Ford executives imprisoned for collaborating with military dictatorship in historic ruling

By December 13, 2018

Two former Ford Motor Company executives were convicted of human rights violations during Argentina’s military dictatorship in a historic ruling on Tuesday, December 11.

The two men implicated were the Ford factory’s former managing director Pedro Müller, (now 86) and Héctor Francisco Sibilla (now 90), the security manager at the General Pacheco plant during the 70s. The three-judge panel sentenced them to 10 and 12 years respectively, and although the judges recommended that they serve their sentence in a common prison, they allowed house arrest due to their advanced age.

They were sentenced for their role in assisting in the kidnapping and torture of 24 workers. Although over 1,000 military officers have been arrested for crimes committed under Argentinian military rule, this marks the first time that executives of a foreign company have been convicted for this kind of crime.

Testimonies revealed that the two executives provided the military with lists, addresses and photo IDs of workers that they wanted detained, reported The Guardian. They even created an illegal detention centre at the plant where the individuals who were abducted could be tortured and interrogated.

“The majority were kidnapped right off the assembly line,” Tomás Ojea Quintana, one of the lawyers representing the workers told The Guardian. “They were taken by rifle-toting military officers and paraded before the other workers so they could see what happened to their union representatives. This created an atmosphere of terror in the workplace that prevented any wage or working condition complaints.”

One of the workers claimed to have been tortured for up to 11 hours. After being abducted and tortured, the workers were then sent to prisons in Buenos Aires, where they were held without charge from anywhere between several months to two years. Despite the workers from the Pacheco plant demanding justice, the case could not be taken to court due to the Full Stop Law and the Due Obedience law, brought in 1986 and 1987 respectively, that both stopped investigations into those accused of political violence and acquitted military officers and their subordinates for their crimes during the military regime as they were merely obeying orders. These laws were overturned in 2003.

After fighting to keep the case in the public eye, many of the workers were either inside the courtroom or crowded outside waiting to hear the result. Luis María de Giusti, who was tortured at the Pacheco plant and subsequently illegally detained for a year, spoke to Pagina 12 about why it was so important that the men were taken to justice.

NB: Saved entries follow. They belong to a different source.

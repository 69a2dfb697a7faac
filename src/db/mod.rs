pub mod migrations;
pub mod schema;

use crate::error::Result;
use rusqlite::Connection;
use sqlite_vec::sqlite3_vec_init;
use std::path::Path;
use std::sync::Once;

static SQLITE_VEC_INIT: Once = Once::new();

/// Register the sqlite-vec extension globally. Safe to call multiple times.
pub fn load_sqlite_vec() {
    SQLITE_VEC_INIT.call_once(|| unsafe {
        rusqlite::ffi::sqlite3_auto_extension(Some(std::mem::transmute(
            sqlite3_vec_init as *const (),
        )));
    });
}

/// Open (or create) the store at the given path, with the vec extension
/// loaded, WAL enabled, and schema initialized.
pub fn open_database(path: impl AsRef<Path>) -> Result<Connection> {
    let path = path.as_ref();

    // Ensure parent directory exists
    if let Some(parent) = path.parent() {
        std::fs::create_dir_all(parent)?;
    }

    load_sqlite_vec();

    let conn = Connection::open(path)?;

    // WAL lets readers run non-blocking against an in-flight writer
    conn.pragma_update(None, "journal_mode", "WAL")?;
    conn.pragma_update(None, "synchronous", "NORMAL")?;
    conn.pragma_update(None, "foreign_keys", "ON")?;
    conn.busy_timeout(std::time::Duration::from_millis(5000))?;

    schema::init_schema(&conn)?;
    migrations::run_migrations(&conn)?;

    let model = migrations::get_embedding_model(&conn)?;
    tracing::debug!(path = %path.display(), embedding_model = ?model, "database opened");
    Ok(conn)
}

/// Open an in-memory database for testing.
#[cfg(test)]
pub fn open_memory_database() -> Result<Connection> {
    load_sqlite_vec();
    let conn = Connection::open_in_memory()?;
    conn.pragma_update(None, "foreign_keys", "ON")?;
    schema::init_schema(&conn)?;
    Ok(conn)
}
//! Shared fixtures for unit tests.

use crate::{
    host::{Argument, CallSite, Expression, SourceSpan, ValueType},
    registry::{AttributeDefinition, AttributeRegistry, StabilityTag, TypeTag},
};

/// Registry used across unit tests
pub fn fixture_registry() -> AttributeRegistry {
    AttributeRegistry::from_definitions(
        Some("test".to_string()),
        [
            AttributeDefinition::new("http.request.method", TypeTag::String)
                .with_alias("HttpRequestMethod"),
            AttributeDefinition::new("http.response.status_code", TypeTag::Int)
                .with_alias("HttpResponseStatusCode"),
            AttributeDefinition::new("http.method", TypeTag::String)
                .deprecated("Replaced by `http.request.method`."),
            AttributeDefinition::new("gen_ai.request.model", TypeTag::String)
                .with_stability(StabilityTag::Development),
            AttributeDefinition::new("legacy.experimental.flag", TypeTag::Boolean)
                .with_stability(StabilityTag::Experimental)
                .deprecated("Use feature.flag.key instead"),
            AttributeDefinition::new("myapp.tags", TypeTag::StringArray),
            AttributeDefinition::new("myapp.payload", TypeTag::Unknown),
        ],
    )
}

/// An `Activity.SetTag(key, value)` call, the key spanning bytes 100..120 on line 10
pub fn activity_set_tag(key: Expression, value: Argument) -> CallSite {
    CallSite::new("System.Diagnostics.Activity", "SetTag")
        .with_argument(Argument::new(SourceSpan::new(100, 120).at(10, 24), key))
        .with_argument(value)
}

/// A value argument spanning bytes 122..130 on line 10 with a known static type
pub fn typed_value(value_type: ValueType) -> Argument {
    Argument::new(SourceSpan::new(122, 130).at(10, 46), Expression::Other).with_type(value_type)
}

“They had the possibility of having grandchildren, to take them to the square, to go to the club,” he said. “We lost half of our colleagues and not because of old age. The torture and detentions were without reason or motive, without judge or lawyer having any idea it was happening. What did we do to deserve what they did? We didn’t even throw a stone at Ford.”

Also sentenced for the same crimes was former Army General Santiago Riveros, who received a 15-year prison sentence, although he will also serve this time in house arrest.

For lawyer Ojeo Quintana, the sentence was “an impressive success.”

“Justice was done today,” he told Pagina 12. “It was completely recognised that the Ford company was an accomplice in the military dictatorship […] It is an extremely important milestone in the process of memory, truth and justice, and we hope that from this other trials can take the correct path.”

Although the prosecutors wanted a longer fine – Pagina 12 reported that they wanted 25 years apiece – the workers have been waiting 42 years for justice, and when the judges read out the sentence the former Ford employees burst into applause.

Officials at Ford have declined to give any statements, but did remind journalists that the sentences given on Tuesday can be appealed, reported The New York Times. Some lawyers such as Ojea Quintana will attempt to sue the US Ford company, as they had direct control over the Argentine subsidiary and thus responsibility for what occurred at the factory.

There are still many who remain impune for crimes against humanity that were carried out during Argentina’s military dictatorship, during which around 30,000 people were ‘disappeared.” Although collusion between civilians and military officials was widespread, legal repercussions for civilians have been limited, and Tuesday’s ruling hopes to set a precedent in order to reduce impunity for all those involved in such crimes, civilian or military.